> _Action item_:
From the data that follows, copy every line holding the string "trim".

> _Records_:
//! # CMS Infrastructure
//! 
//! PostgreSQL implementations (adapters) of the menu repositories.

pub mod database;

pub use database::{check_connection, create_pool, run_migrations, PgMenuItemRepository, PgMenuLocationRepository};
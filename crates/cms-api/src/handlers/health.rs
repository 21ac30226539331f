use axum::{extract::State, http::StatusCode, Json};
use serde::Serialize;

use cms_infrastructure::check_connection;

use crate::error::ApiError;
use crate::state::AppState;

#[derive(Serialize)]
pub struct HealthResponse {
    status: String,
    version: String,
}

pub async fn health_check() -> (StatusCode, Json<HealthResponse>) {
    (
        StatusCode::OK,
        Json(HealthResponse {
            status: "healthy".to_string(),
            version: env!("CARGO_PKG_VERSION").to_string(),
        }),
    )
}

pub async fn readiness_check(State(state): State<AppState>) -> Result<Json<HealthResponse>, ApiError> {
    let pool = state
        .db
        .as_ref()
        .ok_or_else(|| ApiError::ServiceUnavailable("Database is not configured".to_string()))?;

    check_connection(pool)
        .await
        .map_err(|e| ApiError::ServiceUnavailable(format!("Database is unreachable: {}", e)))?;

    Ok(Json(HealthResponse {
        status: "ready".to_string(),
        version: env!("CARGO_PKG_VERSION").to_string(),
    }))
}
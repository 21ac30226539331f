//! Menu item repository trait (port)

use async_trait::async_trait;
use uuid::Uuid;
use crate::domain::{MenuItem, OrderUpdate};
use crate::error::DomainError;

#[cfg_attr(test, mockall::automock)]
#[async_trait]
pub trait MenuItemRepository: Send + Sync {
    async fn find_by_id(&self, id: &Uuid) -> Result<Option<MenuItem>, DomainError>;
    async fn find_by_ids(&self, ids: &[Uuid]) -> Result<Vec<MenuItem>, DomainError>;
    /// All items of a location ordered by `sort_order`, then `created_at`
    async fn find_by_location(&self, location_id: &Uuid) -> Result<Vec<MenuItem>, DomainError>;
    async fn create(&self, item: &MenuItem) -> Result<MenuItem, DomainError>;
    async fn update(&self, item: &MenuItem) -> Result<MenuItem, DomainError>;
    /// Returns false when nothing was deleted. Children are promoted to roots.
    async fn delete(&self, id: &Uuid) -> Result<bool, DomainError>;
    /// Applies every update or none of them
    async fn bulk_update_order(&self, updates: &[OrderUpdate]) -> Result<u64, DomainError>;
}
// ============================================================================
// CMS Core - Menu Item Entity
// File: crates/cms-core/src/domain/menu_item.rs
// Description: Navigation entry, one node of a menu location forest
// ============================================================================

use chrono::{DateTime, Utc};
use serde::{Deserialize, Serialize};
use uuid::Uuid;
use validator::Validate;

use cms_shared::constants::DEFAULT_MENU_URL;
use cms_shared::utils::double_option;
use cms_shared::new_id;

/// What a menu item links to
#[derive(Debug, Clone, Copy, PartialEq, Eq, Serialize, Deserialize)]
#[serde(rename_all = "lowercase")]
pub enum MenuItemType {
    Custom,
    Page,
    Post,
    Category,
    Product,
}

impl MenuItemType {
    pub fn as_str(&self) -> &'static str {
        match self {
            MenuItemType::Custom => "custom",
            MenuItemType::Page => "page",
            MenuItemType::Post => "post",
            MenuItemType::Category => "category",
            MenuItemType::Product => "product",
        }
    }

    pub fn from_str(s: &str) -> Option<Self> {
        match s.to_lowercase().as_str() {
            "custom" => Some(MenuItemType::Custom),
            "page" => Some(MenuItemType::Page),
            "post" => Some(MenuItemType::Post),
            "category" => Some(MenuItemType::Category),
            "product" => Some(MenuItemType::Product),
            _ => None,
        }
    }
}

impl Default for MenuItemType {
    fn default() -> Self {
        MenuItemType::Custom
    }
}

/// Browsing context the link opens in
#[derive(Debug, Clone, Copy, PartialEq, Eq, Serialize, Deserialize)]
pub enum LinkTarget {
    #[serde(rename = "_self")]
    SameTab,
    #[serde(rename = "_blank")]
    NewTab,
}

impl LinkTarget {
    pub fn as_str(&self) -> &'static str {
        match self {
            LinkTarget::SameTab => "_self",
            LinkTarget::NewTab => "_blank",
        }
    }

    pub fn from_str(s: &str) -> Option<Self> {
        match s {
            "_self" => Some(LinkTarget::SameTab),
            "_blank" => Some(LinkTarget::NewTab),
            _ => None,
        }
    }
}

impl Default for LinkTarget {
    fn default() -> Self {
        LinkTarget::SameTab
    }
}

/// Menu Item entity
#[derive(Debug, Clone, PartialEq, Serialize, Deserialize, Validate)]
pub struct MenuItem {
    pub id: Uuid,
    pub menu_location_id: Uuid,
    pub parent_id: Option<Uuid>,

    #[validate(length(min = 1, max = 255, message = "Title must be between 1 and 255 characters"))]
    pub title: String,

    #[validate(length(min = 1, max = 2048, message = "URL must be between 1 and 2048 characters"))]
    pub url: String,

    pub sort_order: i32,
    pub is_active: bool,

    #[serde(rename = "type")]
    pub item_type: MenuItemType,
    pub target: LinkTarget,

    #[validate(length(max = 255, message = "Rel too long"))]
    pub rel: Option<String>,

    #[validate(length(max = 255, message = "CSS classes too long"))]
    pub css_classes: Option<String>,

    pub created_at: DateTime<Utc>,
    pub updated_at: DateTime<Utc>,
}

/// Input for creating a menu item
#[derive(Debug, Clone, Deserialize)]
pub struct NewMenuItem {
    pub menu_location_id: Uuid,
    #[serde(default)]
    pub parent_id: Option<Uuid>,
    pub title: String,
    #[serde(default)]
    pub url: Option<String>,
    /// Appended after the existing siblings when omitted
    #[serde(default)]
    pub sort_order: Option<i32>,
    #[serde(default)]
    pub is_active: Option<bool>,
    #[serde(rename = "type", default)]
    pub item_type: MenuItemType,
    #[serde(default)]
    pub target: LinkTarget,
    #[serde(default)]
    pub rel: Option<String>,
    #[serde(default)]
    pub css_classes: Option<String>,
}

/// Partial update. `parent_id: Some(None)` moves the item to the root level.
#[derive(Debug, Clone, Default, Deserialize)]
pub struct MenuItemChanges {
    pub title: Option<String>,
    pub url: Option<String>,
    #[serde(default, deserialize_with = "double_option")]
    pub parent_id: Option<Option<Uuid>>,
    pub sort_order: Option<i32>,
    pub is_active: Option<bool>,
    #[serde(rename = "type")]
    pub item_type: Option<MenuItemType>,
    pub target: Option<LinkTarget>,
    #[serde(default, deserialize_with = "double_option")]
    pub rel: Option<Option<String>>,
    #[serde(default, deserialize_with = "double_option")]
    pub css_classes: Option<Option<String>>,
}

/// One entry of a bulk reorder request
#[derive(Debug, Clone, PartialEq, Eq, Serialize, Deserialize)]
pub struct OrderUpdate {
    pub id: Uuid,
    pub sort_order: i32,
    /// Absent keeps the current parent, `null` moves to the root level
    #[serde(default, deserialize_with = "double_option")]
    pub parent_id: Option<Option<Uuid>>,
}

fn clean_optional(value: Option<String>) -> Option<String> {
    value
        .map(|v| v.trim().to_string())
        .filter(|v| !v.is_empty())
}

fn clean_url(url: Option<String>) -> String {
    clean_optional(url).unwrap_or_else(|| DEFAULT_MENU_URL.to_string())
}

impl MenuItem {
    pub fn new(draft: NewMenuItem, sort_order: i32) -> Result<Self, validator::ValidationErrors> {
        let now = Utc::now();
        let item = Self {
            id: new_id(),
            menu_location_id: draft.menu_location_id,
            parent_id: draft.parent_id,
            title: draft.title.trim().to_string(),
            url: clean_url(draft.url),
            sort_order,
            is_active: draft.is_active.unwrap_or(true),
            item_type: draft.item_type,
            target: draft.target,
            rel: clean_optional(draft.rel),
            css_classes: clean_optional(draft.css_classes),
            created_at: now,
            updated_at: now,
        };

        item.validate()?;
        Ok(item)
    }

    /// Applies every field except `parent_id`, which goes through move validation.
    pub fn apply_changes(&mut self, changes: MenuItemChanges) -> Result<(), validator::ValidationErrors> {
        if let Some(title) = changes.title {
            self.title = title.trim().to_string();
        }
        if let Some(url) = changes.url {
            self.url = clean_url(Some(url));
        }
        if let Some(sort_order) = changes.sort_order {
            self.sort_order = sort_order;
        }
        if let Some(is_active) = changes.is_active {
            self.is_active = is_active;
        }
        if let Some(item_type) = changes.item_type {
            self.item_type = item_type;
        }
        if let Some(target) = changes.target {
            self.target = target;
        }
        if let Some(rel) = changes.rel {
            self.rel = clean_optional(rel);
        }
        if let Some(css_classes) = changes.css_classes {
            self.css_classes = clean_optional(css_classes);
        }
        self.updated_at = Utc::now();

        self.validate()
    }

    pub fn is_root(&self) -> bool {
        self.parent_id.is_none()
    }
}

#[cfg(test)]
mod tests {
    use super::*;

    fn draft(title: &str) -> NewMenuItem {
        NewMenuItem {
            menu_location_id: Uuid::new_v4(),
            parent_id: None,
            title: title.to_string(),
            url: None,
            sort_order: None,
            is_active: None,
            item_type: MenuItemType::default(),
            target: LinkTarget::default(),
            rel: Some("  ".to_string()),
            css_classes: None,
        }
    }

    #[test]
    fn test_create_menu_item() {
        let item = MenuItem::new(draft("  Home "), 0).unwrap();
        assert_eq!(item.title, "Home");
        assert_eq!(item.url, "#");
        assert!(item.is_active);
        assert!(item.is_root());
        assert_eq!(item.rel, None);
        assert_eq!(item.item_type, MenuItemType::Custom);
        assert_eq!(item.target, LinkTarget::SameTab);
    }

    #[test]
    fn test_empty_title_rejected() {
        assert!(MenuItem::new(draft("   "), 0).is_err());
    }

    #[test]
    fn test_apply_changes_leaves_parent_alone() {
        let mut item = MenuItem::new(draft("Home"), 0).unwrap();
        let changes: MenuItemChanges = serde_json::from_str(
            r#"{"title": "Start", "parent_id": null, "type": "page", "target": "_blank", "rel": "noopener"}"#,
        )
        .unwrap();
        assert_eq!(changes.parent_id, Some(None));

        item.apply_changes(changes).unwrap();
        assert_eq!(item.title, "Start");
        assert_eq!(item.item_type, MenuItemType::Page);
        assert_eq!(item.target, LinkTarget::NewTab);
        assert_eq!(item.rel.as_deref(), Some("noopener"));
        assert!(item.is_root());
    }

    #[test]
    fn test_serialized_type_field() {
        let item = MenuItem::new(draft("Home"), 0).unwrap();
        let json = serde_json::to_value(&item).unwrap();
        assert_eq!(json["type"], "custom");
        assert_eq!(json["target"], "_self");
    }

    #[test]
    fn test_enum_round_trip_strings() {
        assert_eq!(MenuItemType::from_str("PAGE"), Some(MenuItemType::Page));
        assert_eq!(MenuItemType::from_str("unknown"), None);
        assert_eq!(LinkTarget::from_str(LinkTarget::NewTab.as_str()), Some(LinkTarget::NewTab));
    }
}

> _Finished task_:
        .map(|v| v.trim().to_string())
            title: draft.title.trim().to_string(),
            self.title = title.trim().to_string();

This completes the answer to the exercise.